Lei Xia, Hu Huang, He Xiao, Dong Wang, Zhenzhou Yang


Background: This study was undertaken to investigate the expression of programmed death-ligand 1 (PD- L1) in the pulmonary primary tumor and brain metastases (BM) tumor as well as neutrophil-to-lymphocyte ratio (NLR) in preoperative peripheral blood samples in advanced non-small cell lung cancer. The potential association between both PD-L1 expression and NLR value and therapeutic sensitivity along with prognosis was explored.
Methods: Eleven patients pathologically confirmed as non-small cell lung cancer (NSCLC) with BM were enrolled. The expression of PD-L1 in pulmonary primary tumor and BM tumor was evaluated with immunohistochemistry. NLR value was calculated from blood cell count. DFS and OS were calculated using the Kaplan-Meier method, and the log-rank test was used to assess differences between groups.

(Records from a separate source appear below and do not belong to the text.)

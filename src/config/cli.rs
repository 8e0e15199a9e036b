// Copyright 2022 Webb Technologies Inc.
//
// Licensed under the Apache License, Version 2.0 (the "License");
// you may not use this file except in compliance with the License.
// You may obtain a copy of the License at
//
// http://www.apache.org/licenses/LICENSE-2.0
//
// Unless required by applicable law or agreed to in writing, software
// distributed under the License is distributed on an "AS IS" BASIS,
// WITHOUT WARRANTIES OR CONDITIONS OF ANY KIND, either express or implied.
// See the License for the specific language governing permissions and
// limitations under the License.
//
use std::path::{Path, PathBuf};

use anyhow::Context;
use directories_next::ProjectDirs;
use structopt::StructOpt;

use super::{WithdrawConfig, PACKAGE_ID};
use crate::store::SledLeafCache;
use crate::types::TypedChainId;

/// The Webb Withdraw Command-line tool
///
/// Start the tool from a config directory:
///
/// $ webb-withdraw -vvv -c <CONFIG_DIR_PATH> inspect-note <NOTE>
#[derive(StructOpt)]
#[structopt(name = "Webb Withdraw")]
pub struct Opts {
    /// A level of verbosity, and can be used multiple times
    #[structopt(short, long, parse(from_occurrences))]
    pub verbose: i32,
    /// Directory that contains configration files.
    #[structopt(
        short = "c",
        long = "config-dir",
        value_name = "PATH",
        parse(from_os_str)
    )]
    pub config_dir: Option<PathBuf>,
    /// Create the leaves cache in a temporary directory.
    /// and will be deleted when the process exits.
    #[structopt(long)]
    pub tmp: bool,
    /// What to do.
    #[structopt(subcommand)]
    pub command: Command,
}

/// The commands of the tool.
#[derive(StructOpt, Debug)]
pub enum Command {
    /// Decodes a note and prints its public parts.
    InspectNote {
        /// The note string.
        note: String,
    },
    /// Lists the configured relayers and what they support.
    Relayers {
        /// Only relayers active on this chain, like `evm:5001`.
        #[structopt(long)]
        chain: Option<TypedChainId>,
    },
    /// Quotes the fee every relayer takes for withdrawing a note.
    Fee {
        /// The note string.
        note: String,
    },
    /// Fetches the leaves of a pool from its chain, or through a relayer's
    /// leaves cache when the chain is not configured.
    Leaves {
        /// The chain of the pool, like `substrate:1080`.
        chain: TypedChainId,
        /// The pool address or tree id.
        address: String,
    },
    /// Reads the latest root, neighbor roots and denomination of a pool.
    Roots {
        /// The chain of the pool, like `evm:5001`.
        chain: TypedChainId,
        /// The pool address or tree id.
        address: String,
    },
}

/// Loads the configuration from the given directory.
///
/// Without a directory the platform config dir of the tool is used.
pub fn load_config<P>(
    config_dir: Option<P>,
) -> Result<WithdrawConfig, anyhow::Error>
where
    P: AsRef<Path>,
{
    tracing::debug!("Getting default dirs for webb withdraw");
    let dirs = ProjectDirs::from(PACKAGE_ID[0], PACKAGE_ID[1], PACKAGE_ID[2])
        .context("failed to get config")?;
    let path = match config_dir {
        Some(p) => p.as_ref().to_path_buf(),
        None => dirs.config_dir().to_path_buf(),
    };
    // return an error if the path is not a directory.
    if !path.is_dir() {
        return Err(anyhow::anyhow!("{} is not a directory", path.display()));
    }
    tracing::trace!("Loading Config from {} ..", path.display());
    let v = super::utils::load(path)?;
    tracing::trace!("Config loaded..");
    Ok(v)
}

/// Sets up the logger, based on the verbosity level passed in.
///
/// Both the crate logs and the probe events follow the verbosity.
pub fn setup_logger(verbosity: i32) -> anyhow::Result<()> {
    use tracing::Level;
    let log_level = match verbosity {
        0 => Level::ERROR,
        1 => Level::WARN,
        2 => Level::INFO,
        3 => Level::DEBUG,
        _ => Level::TRACE,
    };
    let directive_1 = format!("webb_withdraw={log_level}").parse()?;
    let directive_2 =
        format!("{}={log_level}", crate::probe::TARGET).parse()?;
    let env_filter = tracing_subscriber::EnvFilter::from_default_env()
        .add_directive(directive_1)
        .add_directive(directive_2);
    let logger = tracing_subscriber::fmt()
        .with_target(true)
        .with_max_level(log_level)
        .with_env_filter(env_filter);
    // if we are not compiling for integration tests, we should use pretty logs
    #[cfg(not(feature = "integration-tests"))]
    let logger = logger.pretty();
    // otherwise, we should use json, which is easy to parse.
    #[cfg(feature = "integration-tests")]
    let logger = logger.json().flatten_event(true).with_current_span(false);

    logger.init();
    Ok(())
}

/// Opens the leaves cache, in a temporary directory with `--tmp`.
pub fn create_store(opts: &Opts) -> anyhow::Result<SledLeafCache> {
    if opts.tmp {
        tracing::debug!("Using temp dir for store");
        return Ok(SledLeafCache::temporary()?);
    }
    let dirs = ProjectDirs::from(PACKAGE_ID[0], PACKAGE_ID[1], PACKAGE_ID[2])
        .context("failed to get config")?;
    let db_path = match opts.config_dir.as_ref().and_then(|p| p.parent()) {
        Some(parent) => parent.join("store"),
        None => dirs.data_local_dir().join("store"),
    };
    tracing::debug!("Opening leaves cache at {}", db_path.display());
    Ok(SledLeafCache::open(db_path)?)
}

Results: High expression of PD-L1 was observed in 4 pulmonary primary tumors and 3 BM tumors respectively. The NLR in peripheral blood before brain surgery was shown to be efficient to discriminate patients whose brain metastatic lesion reached disease control from others (AUC: 0.917 95% CI: 0.731– 1.000, P=0.041). Five patients had an NLR value higher than the cutoff value of 3.0553. Eight patients with low expression of PD-L1 in BM lesions had 27 months of median OS, which was signifcantly longer than patients with high expression of PD-L1 with 10 months of median OS (Log-Rank, P=0.012). Five patients with both low expression of PD-L1 in BM lesions and low NLR value (≤3.0553) reached 36 months mOS significantly longer than others with only 10 months of mOS (Log-Rank, P=0.034, HR =0.133, 95% CI: 0.861–65.819, P=0.068).
Conclusions: High expression of PD-L1 along with high NLR value is associated with less sensitivity of response to treatment and poor prognosis.